**Work required**
Among the lines below, count those with the word "self". Answer with the number only.

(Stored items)
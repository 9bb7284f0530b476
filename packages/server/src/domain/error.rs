//! Domain error types.

use thiserror::Error;

/// 値オブジェクトの検証エラー
#[derive(Debug, Clone, PartialEq, Eq, Error)]
pub enum ValueObjectError {
    #[error("participant id must not be empty")]
    EmptyParticipantId,

    #[error("participant id must be at most {0} bytes")]
    ParticipantIdTooLong(usize),

    #[error("room name must not be empty")]
    EmptyRoomName,

    #[error("room name must be at most {0} bytes")]
    RoomNameTooLong(usize),

    #[error("topic must not be empty")]
    EmptyTopic,

    #[error("topic must be at most {0} bytes")]
    TopicTooLong(usize),

    #[error("topic catalog must contain at least one topic")]
    EmptyTopicCatalog,
}

/// 入室拒否の理由
///
/// 要求した本人にだけ通知され、ルームの状態は変化しない。
#[derive(Debug, Clone, Copy, PartialEq, Eq, Error)]
pub enum JoinRejection {
    #[error("room is full")]
    RoomFull,

    #[error("a game is in progress in this room")]
    GameInProgress,

    #[error("an occupant of this room is leaving")]
    LeavingInProgress,

    #[error("participant is already in this room")]
    AlreadyJoined,

    #[error("no such room")]
    UnknownRoom,

    #[error("private room belongs to another connection")]
    PrivateRoomDenied,

    #[error("private room is already occupied")]
    PrivateRoomOccupied,
}

impl JoinRejection {
    /// Reason code sent back to the client.
    pub fn reason(&self) -> &'static str {
        match self {
            JoinRejection::RoomFull => "room_full",
            JoinRejection::GameInProgress => "game_in_progress",
            JoinRejection::LeavingInProgress => "leaving_in_progress",
            JoinRejection::AlreadyJoined => "already_joined",
            JoinRejection::UnknownRoom => "unknown_room",
            JoinRejection::PrivateRoomDenied => "private_room_denied",
            JoinRejection::PrivateRoomOccupied => "private_room_occupied",
        }
    }
}

/// Repository 操作のエラー
///
/// いずれも「もう有効でないルーム/参加者の組み合わせ」を表し、
/// UseCase 層では古い要求として静かに破棄される。
#[derive(Debug, Clone, PartialEq, Eq, Error)]
pub enum RepositoryError {
    #[error("room '{0}' not found")]
    RoomNotFound(String),

    #[error("participant '{participant}' is not in room '{room}'")]
    NotAnOccupant { room: String, participant: String },

    #[error("room '{0}' has no open round")]
    RoundNotOpen(String),

    #[error("participant '{0}' is already leaving")]
    AlreadyLeaving(String),

    #[error("operation not supported for room '{0}'")]
    UnsupportedRoomKind(String),
}

/// メッセージ送信のエラー
#[derive(Debug, Clone, PartialEq, Eq, Error)]
pub enum MessagePushError {
    #[error("client '{0}' not found")]
    ClientNotFound(String),

    #[error("failed to push message: {0}")]
    PushFailed(String),

    #[error("failed to encode message: {0}")]
    EncodeFailed(String),
}
//! HTTP API response DTOs.

use serde::{Deserialize, Serialize};

use super::websocket::RoomStatusDto;

#[derive(Debug, Clone, PartialEq, Serialize, Deserialize)]
pub struct HealthDto {
    pub status: String,
}

/// `GET /api/rooms`
#[derive(Debug, Clone, PartialEq, Serialize, Deserialize)]
pub struct RoomListDto {
    pub rooms: Vec<RoomStatusDto>,
    /// Server time in JST, RFC 3339.
    pub generated_at: Option<String>,
}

**Final answer**
2